Tempted to go with the oft cited “Little Dreams” dessert my mind made a quick 180 when I saw the option on the daily lunch tasting – no matter how hard I try I simply can’t pass up bread pudding. Ordered up without a second thought it would take some time for the dish to be prepared – and for good reason in that although the bread was already soaking, the dish was entirely uncomposed otherwise. Craning my neck to watch the pastry chef in the back work her magic, Banana Caramel Bread Pudding would not disappoint – nor would its accompanying crème fraiche sorbet. Made once again with the same excellent brioche that paired with the foie and the egg but this time loaded with banana and creamy caramel before being topped with a crunchy cinnamon streusel and entering the oven the pudding was intensely sweet and hefty while the sorbet was distinctly airy and tangy – at a mere $8 a veritable bargain.
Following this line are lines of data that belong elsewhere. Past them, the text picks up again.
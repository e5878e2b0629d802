//! HTTP request types for the Contentstack Management SDK.
//!
//! This module provides the [`HttpRequest`] type and its builder for
//! constructing requests to the management API.

use std::collections::HashMap;
use std::fmt;

use crate::clients::errors::InvalidHttpRequestError;

/// HTTP methods supported by the management API.
#[derive(Clone, Copy, Debug, PartialEq, Eq, Hash)]
pub enum HttpMethod {
    /// HTTP GET method for retrieving resources.
    Get,
    /// HTTP POST method for creating resources.
    Post,
    /// HTTP PUT method for updating resources.
    Put,
    /// HTTP DELETE method for removing resources.
    Delete,
}

impl HttpMethod {
    /// Returns `true` if repeating the request cannot create duplicates.
    #[must_use]
    pub const fn is_idempotent(&self) -> bool {
        !matches!(self, Self::Post)
    }
}

impl fmt::Display for HttpMethod {
    fn fmt(&self, f: &mut fmt::Formatter<'_>) -> fmt::Result {
        match self {
            Self::Get => write!(f, "GET"),
            Self::Post => write!(f, "POST"),
            Self::Put => write!(f, "PUT"),
            Self::Delete => write!(f, "DELETE"),
        }
    }
}

impl From<HttpMethod> for reqwest::Method {
    fn from(method: HttpMethod) -> Self {
        match method {
            HttpMethod::Get => Self::GET,
            HttpMethod::Post => Self::POST,
            HttpMethod::Put => Self::PUT,
            HttpMethod::Delete => Self::DELETE,
        }
    }
}

/// A request to be sent to the management API.
///
/// Use [`HttpRequest::builder`] to construct requests.
///
/// # Example
///
/// ```rust
/// use contentstack_management::clients::{HttpRequest, HttpMethod};
/// use serde_json::json;
///
/// let request = HttpRequest::builder(HttpMethod::Post, "stacks/branches")
///     .body(json!({"branch": {"uid": "dev", "source": "main"}}))
///     .header("api_key", "blt123")
///     .build()
///     .unwrap();
///
/// assert_eq!(request.path, "stacks/branches");
/// ```
#[derive(Clone, Debug)]
pub struct HttpRequest {
    /// The HTTP method for this request.
    pub http_method: HttpMethod,
    /// The path relative to the client endpoint.
    pub path: String,
    /// The JSON request body, if any.
    pub body: Option<serde_json::Value>,
    /// Query parameters to append to the URL.
    pub query: Option<HashMap<String, String>>,
    /// Call-site headers; these win over client defaults.
    pub extra_headers: Option<HashMap<String, String>>,
}

impl HttpRequest {
    /// Creates a new builder for constructing an `HttpRequest`.
    #[must_use]
    pub fn builder(method: HttpMethod, path: impl Into<String>) -> HttpRequestBuilder {
        HttpRequestBuilder::new(method, path)
    }

    /// Validates the request before it is sent.
    ///
    /// # Errors
    ///
    /// Returns [`InvalidHttpRequestError::EmptyPath`] if the path is blank.
    pub fn verify(&self) -> Result<(), InvalidHttpRequestError> {
        if self.path.trim_matches('/').trim().is_empty() {
            return Err(InvalidHttpRequestError::EmptyPath);
        }
        Ok(())
    }
}

/// Builder for constructing [`HttpRequest`] instances.
#[derive(Debug)]
pub struct HttpRequestBuilder {
    http_method: HttpMethod,
    path: String,
    body: Option<serde_json::Value>,
    query: Option<HashMap<String, String>>,
    extra_headers: Option<HashMap<String, String>>,
}

impl HttpRequestBuilder {
    fn new(method: HttpMethod, path: impl Into<String>) -> Self {
        Self {
            http_method: method,
            path: path.into(),
            body: None,
            query: None,
            extra_headers: None,
        }
    }

    /// Sets the JSON request body.
    #[must_use]
    pub fn body(mut self, body: impl Into<serde_json::Value>) -> Self {
        self.body = Some(body.into());
        self
    }

    /// Sets the request body only when one is given.
    #[must_use]
    pub fn maybe_body(mut self, body: Option<serde_json::Value>) -> Self {
        self.body = body;
        self
    }

    /// Sets all query parameters at once.
    #[must_use]
    pub fn query(mut self, query: HashMap<String, String>) -> Self {
        self.query = Some(query);
        self
    }

    /// Adds a single query parameter.
    #[must_use]
    pub fn query_param(mut self, key: impl Into<String>, value: impl Into<String>) -> Self {
        self.query
            .get_or_insert_with(HashMap::new)
            .insert(key.into(), value.into());
        self
    }

    /// Sets all extra headers at once.
    #[must_use]
    pub fn extra_headers(mut self, headers: HashMap<String, String>) -> Self {
        self.extra_headers = Some(headers);
        self
    }

    /// Adds a single extra header.
    #[must_use]
    pub fn header(mut self, key: impl Into<String>, value: impl Into<String>) -> Self {
        self.extra_headers
            .get_or_insert_with(HashMap::new)
            .insert(key.into(), value.into());
        self
    }

    /// Builds the [`HttpRequest`], validating it in the process.
    ///
    /// # Errors
    ///
    /// Returns [`InvalidHttpRequestError`] if the request fails validation.
    pub fn build(self) -> Result<HttpRequest, InvalidHttpRequestError> {
        let request = HttpRequest {
            http_method: self.http_method,
            path: self.path,
            body: self.body,
            query: self.query,
            extra_headers: self.extra_headers,
        };
        request.verify()?;
        Ok(request)
    }
}

#[cfg(test)]
mod tests {
    use super::*;
    use serde_json::json;

    #[test]
    fn test_http_method_display() {
        assert_eq!(HttpMethod::Get.to_string(), "GET");
        assert_eq!(HttpMethod::Post.to_string(), "POST");
        assert_eq!(HttpMethod::Put.to_string(), "PUT");
        assert_eq!(HttpMethod::Delete.to_string(), "DELETE");
    }

    #[test]
    fn test_only_post_is_non_idempotent() {
        assert!(HttpMethod::Get.is_idempotent());
        assert!(HttpMethod::Put.is_idempotent());
        assert!(HttpMethod::Delete.is_idempotent());
        assert!(!HttpMethod::Post.is_idempotent());
    }

    #[test]
    fn test_builder_creates_get_request() {
        let request = HttpRequest::builder(HttpMethod::Get, "stacks")
            .build()
            .unwrap();

        assert_eq!(request.http_method, HttpMethod::Get);
        assert_eq!(request.path, "stacks");
        assert!(request.body.is_none());
        assert!(request.extra_headers.is_none());
    }

    #[test]
    fn test_builder_with_body_query_and_headers() {
        let request = HttpRequest::builder(HttpMethod::Put, "stacks/settings")
            .body(json!({"stack_settings": {}}))
            .query_param("include_count", "true")
            .header("api_key", "blt123")
            .build()
            .unwrap();

        assert!(request.body.is_some());
        assert_eq!(
            request.query.unwrap().get("include_count"),
            Some(&"true".to_string())
        );
        assert_eq!(
            request.extra_headers.unwrap().get("api_key"),
            Some(&"blt123".to_string())
        );
    }

    #[test]
    fn test_empty_path_is_rejected() {
        let result = HttpRequest::builder(HttpMethod::Get, "/").build();
        assert!(matches!(result, Err(InvalidHttpRequestError::EmptyPath)));
    }

    #[test]
    fn test_maybe_body_none_leaves_body_empty() {
        let request = HttpRequest::builder(HttpMethod::Post, "stacks/share")
            .maybe_body(None)
            .build()
            .unwrap();
        assert!(request.body.is_none());
    }
}
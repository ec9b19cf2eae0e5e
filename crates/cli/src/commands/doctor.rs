use serde::Serialize;
use tripdesk_core::config::{AppConfig, LoadOptions};
use tripdesk_db::{connect_with_config, migrations};

use crate::commands::{escape_json, runtime, CommandResult};

#[derive(Clone, Copy, Debug, PartialEq, Eq, Serialize)]
#[serde(rename_all = "snake_case")]
enum CheckStatus {
    Pass,
    Fail,
    Skipped,
}

#[derive(Debug, Serialize)]
struct DoctorCheck {
    name: &'static str,
    status: CheckStatus,
    details: String,
}

impl DoctorCheck {
    fn new(name: &'static str, status: CheckStatus, details: impl Into<String>) -> Self {
        Self { name, status, details: details.into() }
    }

    fn skipped(name: &'static str, cause: &str) -> Self {
        Self::new(name, CheckStatus::Skipped, format!("skipped because {cause}"))
    }
}

#[derive(Debug, Serialize)]
struct DoctorReport {
    overall_status: CheckStatus,
    summary: String,
    checks: Vec<DoctorCheck>,
}

/// Read-only readiness report. Never creates tables or applies migrations.
pub fn run(options: &LoadOptions, json_output: bool) -> CommandResult {
    let report = build_report(options);
    let exit_code = if report.overall_status == CheckStatus::Pass { 0 } else { 1 };

    let output = if json_output {
        serde_json::to_string_pretty(&report).unwrap_or_else(|error| {
            format!(
                "{{\"overall_status\":\"fail\",\"summary\":\"doctor serialization failed\",\"error\":\"{}\"}}",
                escape_json(&error.to_string())
            )
        })
    } else {
        render_human(&report)
    };

    CommandResult { exit_code, output }
}

fn build_report(options: &LoadOptions) -> DoctorReport {
    let mut checks = Vec::new();

    match AppConfig::load(options.clone()) {
        Ok(config) => {
            checks.push(DoctorCheck::new(
                "config_validation",
                CheckStatus::Pass,
                "configuration loaded and validated",
            ));
            checks.push(check_default_vendor(&config));
            checks.extend(check_database(&config));
        }
        Err(error) => {
            checks.push(DoctorCheck::new("config_validation", CheckStatus::Fail, error.to_string()));
            for name in ["default_vendor", "database_connectivity", "migration_status"] {
                checks.push(DoctorCheck::skipped(name, "configuration did not load"));
            }
        }
    }

    let all_pass = checks.iter().all(|check| check.status == CheckStatus::Pass);
    DoctorReport {
        overall_status: if all_pass { CheckStatus::Pass } else { CheckStatus::Fail },
        summary: if all_pass {
            "doctor: all readiness checks passed".to_string()
        } else {
            "doctor: one or more readiness checks failed".to_string()
        },
        checks,
    }
}

fn check_default_vendor(config: &AppConfig) -> DoctorCheck {
    let details = match &config.workflow.default_vendor_id {
        Some(vendor_id) => format!("start_quoting falls back to `{vendor_id}`"),
        None => "no default vendor; start_quoting must name one".to_string(),
    };
    DoctorCheck::new("default_vendor", CheckStatus::Pass, details)
}

fn check_database(config: &AppConfig) -> Vec<DoctorCheck> {
    let runtime = match runtime("doctor") {
        Ok(runtime) => runtime,
        Err(_) => {
            return vec![
                DoctorCheck::new(
                    "database_connectivity",
                    CheckStatus::Fail,
                    "failed to initialize async runtime",
                ),
                DoctorCheck::skipped("migration_status", "the database was unreachable"),
            ];
        }
    };

    runtime.block_on(async {
        let pool = match connect_with_config(&config.database).await {
            Ok(pool) => pool,
            Err(error) => {
                return vec![
                    DoctorCheck::new(
                        "database_connectivity",
                        CheckStatus::Fail,
                        format!("failed to connect to database: {error}"),
                    ),
                    DoctorCheck::skipped("migration_status", "the database was unreachable"),
                ];
            }
        };

        let connectivity = DoctorCheck::new(
            "database_connectivity",
            CheckStatus::Pass,
            format!("connected using `{}`", config.database.url),
        );
        let bundled = migrations::bundled_count();
        let migration_status = match migrations::applied_count(&pool).await {
            Ok(applied) if applied >= bundled => DoctorCheck::new(
                "migration_status",
                CheckStatus::Pass,
                format!("{applied} of {bundled} migrations applied"),
            ),
            Ok(applied) => DoctorCheck::new(
                "migration_status",
                CheckStatus::Fail,
                format!("{applied} of {bundled} migrations applied; run `tripdesk migrate`"),
            ),
            Err(error) => DoctorCheck::new(
                "migration_status",
                CheckStatus::Fail,
                format!("could not read migration history: {error}"),
            ),
        };

        pool.close().await;
        vec![connectivity, migration_status]
    })
}

fn render_human(report: &DoctorReport) -> String {
    let mut lines = vec![report.summary.clone()];

    for check in &report.checks {
        let marker = match check.status {
            CheckStatus::Pass => "ok",
            CheckStatus::Fail => "fail",
            CheckStatus::Skipped => "skip",
        };
        lines.push(format!("- [{marker}] {}: {}", check.name, check.details));
    }

    lines.join("\n")
}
With the restaurant still less than half full but the table behind me making quite the racket I settled the bill in short order and made my way to the front where I collected my coat and made my way to the street sated but not overly full, very happy with the food but not overly impressed with the service or ability to interact with the kitchen staff despite the “Chef’s counter” concept. Bold and satisfying I will most definitely say that my first experience with Portuguese cooking was a favorable one and I wouldn’t hesitate to return for some of the less obvious choices in the future – chef’s counter or not – as there is no doubt in my mind that Mendes is a talented man whose career will only continue to blossom.
Heading south to collect my belongings as I would be changing hotel rooms that evening I opted to walk the path down 2nd Avenue – one of my very favorites for people watching in the LES – and in the process I happened to walk by David Chang’s Momofuku Ssam and Milk Bar. Borrowing a riff from my sister’s book that one is “never too full for ice cream” and having heard good things about the new cake truffles I decided to stop in and found Led Zeppelin’s 10-Years Gone, my favorite song of all time, playing overhead – call it fate?
Making my way past three hipsters at one of the standing counters and waiting in line behind a young father and his daughter ordering a Franken-Pie I browsed my options and was met by a friendly young lady who offered me a taste of the soft serve but unfortunately informed me that one cannot mix and match the truffles – 3 of the same flavor for $3 only. Only slightly disheartened and planning to return later in the trip if necessary I opted for a taste of the Malted Milk ice cream and while it was decent, the French toast was much better and as such I selected a 50/50 split of Cereal Milk and French Toast. Trying to decide if I wanted a cookie or a slice of pie I (shockingly) remembered that there was plenty more eating to be done I made my way to the street just as The Strokes “Electricityscape” was kicking in – a song that kept me in the store to finish my ice cream.